Care

Written by Dr Juanita Elias

Gendering care

Care is a term that conventionally might not be associated with the study of International Political Economy. But care can be understood in terms of a particular set of labour practices (i.e. the work involved in caring for others’ needs) and thus as an important, albeit hidden and oftentimes undervalued, aspect of economic life. Care is a deeply feminized realm of work, one that is conventionally associated with unpaid forms of labouring that occur within the ‘private sphere’ of the household. Nonetheless, political economies of care are shaped by broader sets of political economic practices. When state policy-makers are designing welfare policies, for example, they typically make assumptions about the extent to which families are able to take on unpaid care work. Feminists have long pointed out the role that a public/private divide plays in reproducing and sustaining gender inequalities. Thus even when women enter the paid labour market, they often do so on an unequal footing compared to men because of their overwhelming responsibilities for caring labour. Feminists have referred to this as the double burden.

Feminists point out the role that a public/private divide plays in reproducing and sustaining gender inequalities

Moreover, feminist political economists have consistently sought to highlight the centrality of feminized care work to the operation of the global political economy. Care, whilst associated with unpaid, though often rewarding, forms of labouring has become increasingly commodified. We are increasingly paying for care services and these care services are frequently ‘bought in’ from other parts of the world. Care work in a capitalist world economy involves the large scale movement of nannies, nurses and care/domestic workers. This is a development that is, in part, fuelled by demographic shifts in richer countries such as ageing populations, but also by the transformation of this work into formalised waged labour for profit-making businesses. It has  resulted in one of the greatest transformations in migratory patterns as migration is feminized by the increasing numbers of women migrating across national borders to take up work in jobs considered to be ‘women’s work’ (though masculinized domestic work like gardening is not immune to this either).

The SMERU Research Institute protray the realities of care work in Indonesia

(Under)valuing care

How do we place value on care-work? This is an issue that for many feminist political economists is a pressing concern. The under-valuing of care related work that takes place in the home was observed for example in Marilyn Waring’s classic study If Women Counted (1990) of the way in which unpaid household labour was (and remains) excluded from systems of national accounting. For Waring, this exclusion creates an incomplete picture of the sources of national economic value and contributed to the marginalisation of women in society more generally. But of course, care work isn’t something that is confined to the household. Many jobs require, indeed demand, appropriate emotional conduct and thus a degree of affective labour, especially in the service sector.

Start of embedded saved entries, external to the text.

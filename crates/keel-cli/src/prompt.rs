//! Terminal prompts

use std::io::{self, BufRead, BufReader, IsTerminal, Stdin, Stdout, Write};
use std::sync::Mutex;

use crossterm::event::{self, Event, KeyCode, KeyEvent, KeyEventKind, KeyModifiers};
use crossterm::terminal;

use keel_common::{Error, Result};
use keel_restore::Prompt;

/// [`Prompt`] reading answers line by line from a terminal.
///
/// When attached to a tty, passwords are read in raw mode so the typed
/// characters are never echoed.
pub struct TerminalPrompt<R, W> {
    io: Mutex<(R, W)>,
    hide_secrets: bool,
}

impl TerminalPrompt<BufReader<Stdin>, Stdout> {
    /// Prompt on the process's stdin and stdout
    pub fn stdio() -> Self {
        let hide_secrets = io::stdin().is_terminal();
        Self {
            hide_secrets,
            ..Self::new(BufReader::new(io::stdin()), io::stdout())
        }
    }
}

/// What a key press does to a secret being typed
#[derive(Debug, PartialEq, Eq)]
enum SecretKey {
    Continue,
    Submit,
    Abort,
}

fn edit_secret(secret: &mut String, key: KeyEvent) -> SecretKey {
    if key.kind == KeyEventKind::Release {
        return SecretKey::Continue;
    }
    match key.code {
        KeyCode::Enter => SecretKey::Submit,
        KeyCode::Char('c') | KeyCode::Char('d') if key.modifiers.contains(KeyModifiers::CONTROL) => {
            SecretKey::Abort
        }
        KeyCode::Char(c) => {
            secret.push(c);
            SecretKey::Continue
        }
        KeyCode::Backspace => {
            secret.pop();
            SecretKey::Continue
        }
        _ => SecretKey::Continue,
    }
}

fn read_secret_keys() -> io::Result<Option<String>> {
    let mut secret = String::new();
    loop {
        if let Event::Key(key) = event::read()? {
            match edit_secret(&mut secret, key) {
                SecretKey::Continue => {}
                SecretKey::Submit => return Ok(Some(secret)),
                SecretKey::Abort => return Ok(None),
            }
        }
    }
}

impl<R: BufRead, W: Write> TerminalPrompt<R, W> {
    pub fn new(reader: R, writer: W) -> Self {
        Self {
            io: Mutex::new((reader, writer)),
            hide_secrets: false,
        }
    }

    fn lock(&self) -> Result<std::sync::MutexGuard<'_, (R, W)>> {
        self.io
            .lock()
            .map_err(|_| Error::internal_with_context("prompt", "terminal lock poisoned"))
    }

    fn ask(&self, question: &str) -> Result<String> {
        let mut guard = self.lock()?;
        let (reader, writer) = &mut *guard;

        write!(writer, "{} ", question).map_err(io_err)?;
        writer.flush().map_err(io_err)?;

        let mut line = String::new();
        if reader.read_line(&mut line).map_err(io_err)? == 0 {
            return Err(Error::validation(format!("no answer given to {:?}", question)));
        }
        Ok(line.trim_end_matches(['\r', '\n']).to_string())
    }

    fn ask_hidden(&self, question: &str) -> Result<String> {
        let mut guard = self.lock()?;
        let (_, writer) = &mut *guard;

        write!(writer, "{} ", question).map_err(io_err)?;
        writer.flush().map_err(io_err)?;

        terminal::enable_raw_mode().map_err(io_err)?;
        let secret = read_secret_keys();
        let restored = terminal::disable_raw_mode();
        writeln!(writer).map_err(io_err)?;
        restored.map_err(io_err)?;

        match secret.map_err(io_err)? {
            Some(secret) => Ok(secret),
            None => Err(Error::stopped(format!("no answer given to {:?}", question))),
        }
    }
}

fn io_err(e: io::Error) -> Error {
    Error::internal_with_context("prompt", e.to_string())
}

impl<R, W> Prompt for TerminalPrompt<R, W>
where
    R: BufRead + Send,
    W: Write + Send,
{
    fn confirm(&self, message: &str, default: bool) -> Result<bool> {
        let hint = if default { "[Y/n]" } else { "[y/N]" };
        loop {
            let answer = self.ask(&format!("{} {}", message, hint))?;
            match answer.trim().to_ascii_lowercase().as_str() {
                "" => return Ok(default),
                "y" | "yes" => return Ok(true),
                "n" | "no" => return Ok(false),
                _ => continue,
            }
        }
    }

    fn input(&self, message: &str, default: &str, required: bool) -> Result<String> {
        let question = if default.is_empty() {
            message.to_string()
        } else {
            format!("{} [{}]", message, default)
        };
        loop {
            let answer = self.ask(&question)?;
            if !answer.trim().is_empty() {
                return Ok(answer);
            }
            if !default.is_empty() || !required {
                return Ok(default.to_string());
            }
        }
    }

    fn password(&self, message: &str) -> Result<String> {
        if self.hide_secrets {
            self.ask_hidden(message)
        } else {
            self.ask(message)
        }
    }
}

Pret_a_Manger_(6387745805)The sandwich company Pret a Manger hit the headlines in 2013 when it was revealed that its guidelines to employees included recommendations that they stay happy at all time, touch each other and to never be ‘moody’ at work – displays of ‘caring’ that are viewed as central to corporate image and ultimately, company profits. But at the same time, these affective displays are seen as characteristics that are somehow ‘innate’ and that don’t require additional effort to provide. So while displays of caring might boost profits, employees are not paid in ways that reflect the market value of this labour.

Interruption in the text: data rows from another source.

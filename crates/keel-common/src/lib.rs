//! Common types for keel: CRDs, errors, configuration, cluster access and
//! readiness polling shared by the restore and upgrade orchestrators.

#![deny(missing_docs)]

pub mod client;
pub mod config;
pub mod crd;
pub mod error;
pub mod kube_utils;
pub mod release;
pub mod retry;
pub mod telemetry;
pub mod wait;

pub use client::{ClusterClient, KubeClusterClient};
pub use config::RuntimeConfig;
pub use error::Error;
pub use release::{ReleaseInfo, ReleaseMetadata};

#[cfg(any(test, feature = "mock"))]
pub use client::MockClusterClient;
#[cfg(any(test, feature = "mock"))]
pub use wait::MockProgressSink;

/// Result type alias using our custom Error type
pub type Result<T> = std::result::Result<T, Error>;

/// Annotation marking Velero objects produced by the embedded cluster
pub const BACKUP_IS_EC_ANNOTATION: &str = "kots.io/embedded-cluster";
/// Label correlating the sub-backups of one disaster-recovery backup
pub const INSTANCE_BACKUP_NAME_LABEL: &str = "replicated.com/backup-name";
/// Annotation with the sub-backup type (infra, app, legacy)
pub const INSTANCE_BACKUP_TYPE_ANNOTATION: &str = "replicated.com/backup-type";
/// Annotation with the expected number of sub-backups
pub const INSTANCE_BACKUP_COUNT_ANNOTATION: &str = "replicated.com/backup-count";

One place where the monetary value of caring is visible is in the ever-growing remittance economy. States such as the Philippines have promoted the out migration of female care workers, helping it to become the fourth largest destination of remittances as shown below. These women migrate without their families (due in large part to restrictive immigration policies in host countries) and remit most of their earnings back to their families in the Philippines. These remittances have proven essential as a source of foreign currency, and are an essential source of income for both poor and more middle class families, often spent on consumer goods, education and housing. But whilst the Philippine government might label migrant women as ‘heroes of the nation‘, these workers often earn relatively small incomes for the amount of labour they are expected to perform. This is especially the case for those who migrate to take up employment as domestic workers in private homes. Domestic work, even when it is paid for, remains a deeply undervalued form of labour.

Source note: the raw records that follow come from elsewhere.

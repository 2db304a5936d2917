//! Outer retry loop for operations that converge across invocations.
//!
//! The upgrade orchestrator returns ordinary errors while a plan is running
//! or charts are pending; whoever drives it re-invokes it here until it
//! succeeds or returns an error the classifier rejects.

use std::time::Duration;

use rand::Rng;
use tracing::{error, warn};

/// Configuration for the outer retry loop
#[derive(Clone, Debug)]
pub struct RetryConfig {
    /// Maximum number of attempts (0 = infinite)
    pub max_attempts: u32,
    /// Initial delay between attempts
    pub initial_delay: Duration,
    /// Maximum delay between attempts
    pub max_delay: Duration,
    /// Multiplier for exponential backoff
    pub backoff_multiplier: f64,
}

impl Default for RetryConfig {
    fn default() -> Self {
        Self {
            max_attempts: 0,
            initial_delay: Duration::from_secs(5),
            max_delay: Duration::from_secs(60),
            backoff_multiplier: 2.0,
        }
    }
}

impl RetryConfig {
    /// Create a config with a maximum number of attempts
    pub fn with_max_attempts(attempts: u32) -> Self {
        Self {
            max_attempts: attempts,
            ..Default::default()
        }
    }
}

/// Run `operation` until it succeeds, `should_retry` rejects its error, or
/// `max_attempts` is exhausted. Delays grow exponentially with 0.5x-1.5x jitter.
pub async fn retry_with_backoff<F, Fut, T, E, P>(
    config: &RetryConfig,
    operation_name: &str,
    should_retry: P,
    mut operation: F,
) -> Result<T, E>
where
    F: FnMut() -> Fut,
    Fut: std::future::Future<Output = Result<T, E>>,
    E: std::fmt::Display,
    P: Fn(&E) -> bool,
{
    let mut attempt = 0u32;
    let mut delay = config.initial_delay;

    loop {
        attempt += 1;

        match operation().await {
            Ok(result) => return Ok(result),
            Err(e) if !should_retry(&e) => {
                error!(operation = %operation_name, attempt, error = %e, "Operation failed permanently");
                return Err(e);
            }
            Err(e) => {
                if config.max_attempts > 0 && attempt >= config.max_attempts {
                    error!(operation = %operation_name, attempt, error = %e, "Operation failed after max retries");
                    return Err(e);
                }

                let jitter = rand::thread_rng().gen_range(0.5..1.5);
                let jittered_delay = Duration::from_secs_f64(delay.as_secs_f64() * jitter);

                warn!(
                    operation = %operation_name,
                    attempt,
                    error = %e,
                    delay_ms = jittered_delay.as_millis(),
                    "Operation not converged, retrying"
                );

                tokio::time::sleep(jittered_delay).await;

                delay = Duration::from_secs_f64(
                    (delay.as_secs_f64() * config.backoff_multiplier)
                        .min(config.max_delay.as_secs_f64()),
                );
            }
        }
    }
}

#[cfg(test)]
mod tests {
    use super::*;
    use crate::Error;
    use std::sync::atomic::{AtomicU32, Ordering};
    use std::sync::Arc;

    fn fast(attempts: u32) -> RetryConfig {
        RetryConfig {
            max_attempts: attempts,
            initial_delay: Duration::from_millis(1),
            max_delay: Duration::from_millis(5),
            backoff_multiplier: 2.0,
        }
    }

    #[tokio::test]
    async fn test_retries_in_progress_until_converged() {
        let count = Arc::new(AtomicU32::new(0));
        let c = count.clone();
        let result = retry_with_backoff(&fast(10), "upgrade", Error::is_retryable, || {
            let c = c.clone();
            async move {
                if c.fetch_add(1, Ordering::SeqCst) < 2 {
                    Err(Error::in_progress("plan", "an autopilot upgrade is in progress"))
                } else {
                    Ok("done")
                }
            }
        })
        .await;
        assert_eq!(result.unwrap(), "done");
        assert_eq!(count.load(Ordering::SeqCst), 3);
    }

    #[tokio::test]
    async fn test_stops_on_terminal_error() {
        let count = Arc::new(AtomicU32::new(0));
        let c = count.clone();
        let result: Result<(), Error> =
            retry_with_backoff(&fast(10), "upgrade", Error::is_retryable, || {
                let c = c.clone();
                async move {
                    c.fetch_add(1, Ordering::SeqCst);
                    Err(Error::failed("autopilot plan", "autopilot plan failed: ApplyFailed"))
                }
            })
            .await;
        assert!(result.is_err());
        assert_eq!(count.load(Ordering::SeqCst), 1);
    }

    #[tokio::test]
    async fn test_gives_up_after_max_attempts() {
        let count = Arc::new(AtomicU32::new(0));
        let c = count.clone();
        let result: Result<(), Error> =
            retry_with_backoff(&fast(3), "upgrade", Error::is_retryable, || {
                let c = c.clone();
                async move {
                    c.fetch_add(1, Ordering::SeqCst);
                    Err(Error::in_progress("charts", "pending charts: [openebs]"))
                }
            })
            .await;
        assert!(result.is_err());
        assert_eq!(count.load(Ordering::SeqCst), 3);
    }
}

The Guardian (2013) showing global remittance flows using World Bank data from 2011

National care regimes

One aspect of thinking about care is to look at the broader sets of political and economic relations that govern and organise care work. According to Esping-Andersen there are three essential sources of welfare (family, state, and market) and consequently three different types of welfare regimes (liberal, corporatist and social democratic) differentiated on the basis of how care is distributed among the three. Different welfare states were designed around certain assumptions about women’s role in the economy. Were women supported by the state to work outside of the home through generous welfare state provisions for care related work? Or were women supported by the state to stay at home and look after their children and elderly relatives? Or perhaps care work was simply seen as something that had to be ‘juggled’ by families and/or as something that the private sector would best be able to supply. Writings on the Asian experience have gone even further, surpassing Esping-Anderson’s tripartite model and pointing to a fourth option, the anti-welfare state. This identifies a kind of extreme family-based system of organizing care in which the state supports families (e.g. via marriage guidance and housing policy) but provides no welfare subsidy for unpaid care work at all.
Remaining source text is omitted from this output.